I am working on an implementation of some string distance algorithms using Rcpp, and I am running into an issue. The normal levenshtein distance works fine, but I also want a weighted levenshtein distance with custom substitution costs. These costs are pre-calculated and build a distance matrix:
a b c
a 0 1 2
b 1 0 1.2
c 2 1.2 0
Now, the question is how to access theses substitution costs during the calculation of the levenshtein distance.

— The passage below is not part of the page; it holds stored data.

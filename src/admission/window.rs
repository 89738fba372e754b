//! Per-client sliding window of request timestamps.

use std::collections::VecDeque;
use std::time::Duration;

/// The recent request history of a single client.
///
/// Timestamps are offsets from the Unix epoch and are kept in
/// non-decreasing order, so stale entries always form a contiguous
/// prefix and pruning never rescans the whole sequence.
#[derive(Debug, Default)]
pub struct ClientWindow {
    /// Request timestamps in chronological order
    hits: VecDeque<Duration>,
}

impl ClientWindow {
    /// Create an empty window.
    pub fn new() -> Self {
        Self::default()
    }

    /// Remove every timestamp strictly older than `now - window` and
    /// return the number of remaining entries.
    ///
    /// A timestamp exactly `window` old is retained.
    pub fn prune_and_count(&mut self, now: Duration, window: Duration) -> u64 {
        let cutoff = now.saturating_sub(window);
        while self.hits.front().is_some_and(|&ts| ts < cutoff) {
            self.hits.pop_front();
        }
        self.hits.len() as u64
    }

    /// Append `now` to the sequence.
    ///
    /// If the clock went backwards relative to the newest entry, the
    /// timestamp is inserted at its sorted position instead, keeping
    /// prefix pruning valid under clock skew.
    pub fn record(&mut self, now: Duration) {
        match self.hits.back() {
            Some(&last) if now < last => {
                let idx = self.hits.partition_point(|&ts| ts <= now);
                self.hits.insert(idx, now);
            }
            _ => self.hits.push_back(now),
        }
    }

    /// Number of timestamps currently stored, without pruning.
    pub fn len(&self) -> usize {
        self.hits.len()
    }

    /// Whether the window holds no timestamps.
    pub fn is_empty(&self) -> bool {
        self.hits.is_empty()
    }
}

#[cfg(test)]
mod tests {
    use super::*;

    fn secs(s: u64) -> Duration {
        Duration::from_secs(s)
    }

    #[test]
    fn test_empty_window_counts_zero() {
        let mut window = ClientWindow::new();
        assert_eq!(window.prune_and_count(secs(100), secs(10)), 0);
        assert!(window.is_empty());
    }

    #[test]
    fn test_prune_removes_only_stale_prefix() {
        let mut window = ClientWindow::new();
        for t in [0, 1, 2, 8, 9] {
            window.record(secs(t));
        }
        // cutoff = 12 - 10 = 2; 0 and 1 are stale, 2 is exactly on the boundary
        assert_eq!(window.prune_and_count(secs(12), secs(10)), 3);
        assert_eq!(window.len(), 3);
    }

    #[test]
    fn test_boundary_timestamp_retained_then_pruned() {
        let mut window = ClientWindow::new();
        window.record(secs(0));

        // exactly window-old: still counted
        assert_eq!(window.prune_and_count(secs(10), secs(10)), 1);

        // one instant later: pruned
        let just_after = secs(10) + Duration::from_nanos(1);
        assert_eq!(window.prune_and_count(just_after, secs(10)), 0);
    }

    #[test]
    fn test_zero_window_keeps_only_now() {
        let mut window = ClientWindow::new();
        window.record(secs(5));
        window.record(secs(6));
        // cutoff = now - 0 = now; everything older than now goes
        assert_eq!(window.prune_and_count(secs(7), Duration::ZERO), 0);
    }

    #[test]
    fn test_cutoff_saturates_near_epoch() {
        let mut window = ClientWindow::new();
        window.record(secs(1));
        // now < window: cutoff saturates to zero, nothing is pruned
        assert_eq!(window.prune_and_count(secs(3), secs(10)), 1);
    }

    #[test]
    fn test_out_of_order_record_stays_sorted() {
        let mut window = ClientWindow::new();
        window.record(secs(5));
        window.record(secs(9));
        // clock went backwards
        window.record(secs(7));

        // prefix pruning still removes exactly the stale entries
        assert_eq!(window.prune_and_count(secs(16), secs(10)), 3);
        assert_eq!(window.prune_and_count(secs(16), secs(8)), 1);
        assert_eq!(window.len(), 1);
    }

    #[test]
    fn test_duplicate_timestamps_all_counted() {
        let mut window = ClientWindow::new();
        window.record(secs(4));
        window.record(secs(4));
        window.record(secs(4));
        assert_eq!(window.prune_and_count(secs(4), secs(10)), 3);
    }
}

What has worked for me for now is to have two structures:
const std::vector<std::vector<double>> M
with the actual costs and
std::unordered_map<std::string, int> phon_map
which basically contains indices for the row/column of each character
and then do:
cost = M[phon_map[str1[i-1]]][phon_map[str2[j-1]]];
But this is not very fast (considerably slower than the regular levenshtein distance).
Other things I tried:
- A map with a pairstd::string,std::string
- A double map: std::unordered_map<std::string, std::unordered_map<std::string, double> >
- A map: std::unordered_map<std::string, double>, but pasting the two strings with some separator: phon_map[str1[i-1] + "__" str2[j-1]]
These are all slower than the current implementation.
Edit:
I tried using a std::vector<double>
for M, and it does seem to speed up things a bit, but I think there is still some slowness in accessing phon_map.